Stored data

>>>>>

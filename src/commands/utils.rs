use crate::output::read_export;
use crate::parser::ClassifierConfig;
use crate::utils::config::EXPORT_SCHEMA_VERSION;
use anyhow::Result;
use colored::*;
use std::path::PathBuf;

/// Validate a CSV summary export and print its per-source totals
pub fn validate_export_file(file_path: PathBuf) -> Result<()> {
    println!("Validating export: {}", file_path.display());

    let summary = read_export(&file_path)?;

    println!("{}", "✓ Valid summary export".green());
    println!("  Columns: {}", summary.columns.join(", "));
    println!("  Rows: {}", summary.rows);
    println!("  Sources: {}", summary.source_totals.len());
    for (source, total) in &summary.source_totals {
        println!("    {}: {} edges", source, total);
    }

    Ok(())
}

/// Display the active edge kinds in match order
pub fn display_kinds(kinds_file: Option<PathBuf>) -> Result<()> {
    let config = match &kinds_file {
        Some(path) => ClassifierConfig::load(path)?,
        None => ClassifierConfig::default(),
    };

    match &kinds_file {
        Some(path) => println!("Edge kinds from {} (first match wins):", path.display()),
        None => println!("Built-in edge kinds (first match wins):"),
    }

    for (i, kind) in config.kinds.iter().enumerate() {
        println!("  {}. {:<22} /{}/", i + 1, kind.label, kind.pattern);
    }

    Ok(())
}

/// Display version information
pub fn display_version() {
    println!("Edge Summary v{}", env!("CARGO_PKG_VERSION"));
    println!("Export Schema: v{}", EXPORT_SCHEMA_VERSION);
    println!();
    println!("Summarizes control-flow edge logs from instrumented binaries.");
}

<<<<<

## WHAT YOU SHOULD DO
Only the lines from the one that contains "control-flow edge logs" to the end of the entries above should be given again, exactly and in full.

## RESPONSE AREA
    println!("Summarizes control-flow edge logs from instrumented binaries.");
}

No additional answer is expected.